▶ _SOURCE RECORDS_
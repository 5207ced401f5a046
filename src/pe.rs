// src/pe.rs

//! Binary architecture inspection for Windows executables.
//!
//! Only the two fields needed for the compatibility gate are read: the stub
//! pointer (`e_lfanew`) in the legacy header and the machine type right
//! after the `PE\0\0` signature. Any malformed input classifies as
//! [`BinaryArch::Unrecognized`].

use std::io::{self, Read};
use std::path::Path;

use tracing::{debug, warn};

use crate::errors::{Result, WinepilotError};
use crate::fs::FileSystem;
use crate::runtime::RuntimeDescriptor;
use crate::types::{describe_arches, BinaryArch};

const LEGACY_HEADER_LEN: usize = 64;
const STUB_POINTER_OFFSET: usize = 0x3c;

/// Headers further into the file than this are treated as garbage.
const MAX_HEADER_OFFSET: u64 = 16 * 1024 * 1024;

pub const MACHINE_I386: u16 = 0x014c;
pub const MACHINE_ARM: u16 = 0x01c0;
pub const MACHINE_ARMNT: u16 = 0x01c4;
pub const MACHINE_AMD64: u16 = 0x8664;
pub const MACHINE_ARM64: u16 = 0xaa64;

/// Map a machine-type code to an architecture.
pub fn classify_machine(machine: u16) -> BinaryArch {
    match machine {
        MACHINE_I386 | MACHINE_ARM | MACHINE_ARMNT => BinaryArch::X86,
        MACHINE_AMD64 | MACHINE_ARM64 => BinaryArch::X64,
        _ => BinaryArch::Unrecognized,
    }
}

/// Classify an executable read from `reader`.
pub fn classify_reader<R: Read>(mut reader: R) -> BinaryArch {
    match read_machine(&mut reader) {
        Ok(Some(machine)) => classify_machine(machine),
        Ok(None) => BinaryArch::Unrecognized,
        Err(e) => {
            debug!(error = %e, "short read while inspecting executable header");
            BinaryArch::Unrecognized
        }
    }
}

/// Classify the executable at `path`. Unreadable files are `Unrecognized`.
pub fn inspect(fs: &dyn FileSystem, path: &Path) -> BinaryArch {
    match fs.open_read(path) {
        Ok(reader) => classify_reader(reader),
        Err(e) => {
            debug!(path = %path.display(), error = %e, "cannot open executable for inspection");
            BinaryArch::Unrecognized
        }
    }
}

fn read_machine<R: Read>(reader: &mut R) -> io::Result<Option<u16>> {
    let mut legacy = [0u8; LEGACY_HEADER_LEN];
    reader.read_exact(&mut legacy)?;
    if &legacy[..2] != b"MZ" {
        return Ok(None);
    }

    let ptr = &legacy[STUB_POINTER_OFFSET..STUB_POINTER_OFFSET + 4];
    let offset = u64::from(u32::from_le_bytes([ptr[0], ptr[1], ptr[2], ptr[3]]));
    if offset < LEGACY_HEADER_LEN as u64 || offset > MAX_HEADER_OFFSET {
        return Ok(None);
    }

    let skip = offset - LEGACY_HEADER_LEN as u64;
    let skipped = io::copy(&mut reader.by_ref().take(skip), &mut io::sink())?;
    if skipped != skip {
        return Ok(None);
    }

    let mut header = [0u8; 6];
    reader.read_exact(&mut header)?;
    if &header[..4] != b"PE\0\0" {
        return Ok(None);
    }

    Ok(Some(u16::from_le_bytes([header[4], header[5]])))
}

/// Compatibility gate between a target executable and the runtime.
///
/// Fails fast when the target needs an architecture the runtime lacks;
/// `Unrecognized` targets pass with a warning.
pub fn check_compatibility(
    fs: &dyn FileSystem,
    target: &Path,
    runtime: &RuntimeDescriptor,
) -> Result<BinaryArch> {
    let binary = inspect(fs, target);
    match binary.arch() {
        Some(arch) if !runtime.supports(arch) => Err(WinepilotError::ArchitectureMismatch {
            target: target.to_path_buf(),
            binary: arch,
            supported: describe_arches(runtime.architectures()),
        }),
        Some(_) => Ok(binary),
        None => {
            warn!(
                target = %target.display(),
                "could not determine executable architecture; continuing without the check"
            );
            Ok(binary)
        }
    }
}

▶ _TASK TO COMPLETE_
Return only the lines from the beginning of the material up to and including the line with "Classify an executable", exactly as written.

▶ _YOUR SOLUTION_
repository 5207ced401f5a046
filename src/pe.rs
// src/pe.rs

//! Binary architecture inspection for Windows executables.
//!
//! Only the two fields needed for the compatibility gate are read: the stub
//! pointer (`e_lfanew`) in the legacy header and the machine type right
//! after the `PE\0\0` signature. Any malformed input classifies as
//! [`BinaryArch::Unrecognized`].

use std::io::{self, Read};
use std::path::Path;

use tracing::{debug, warn};

use crate::errors::{Result, WinepilotError};
use crate::fs::FileSystem;
use crate::runtime::RuntimeDescriptor;
use crate::types::{describe_arches, BinaryArch};

const LEGACY_HEADER_LEN: usize = 64;
const STUB_POINTER_OFFSET: usize = 0x3c;

/// Headers further into the file than this are treated as garbage.
const MAX_HEADER_OFFSET: u64 = 16 * 1024 * 1024;

pub const MACHINE_I386: u16 = 0x014c;
pub const MACHINE_ARM: u16 = 0x01c0;
pub const MACHINE_ARMNT: u16 = 0x01c4;
pub const MACHINE_AMD64: u16 = 0x8664;
pub const MACHINE_ARM64: u16 = 0xaa64;

/// Map a machine-type code to an architecture.
pub fn classify_machine(machine: u16) -> BinaryArch {
    match machine {
        MACHINE_I386 | MACHINE_ARM | MACHINE_ARMNT => BinaryArch::X86,
        MACHINE_AMD64 | MACHINE_ARM64 => BinaryArch::X64,
        _ => BinaryArch::Unrecognized,
    }
}

/// Classify an executable read from `reader`.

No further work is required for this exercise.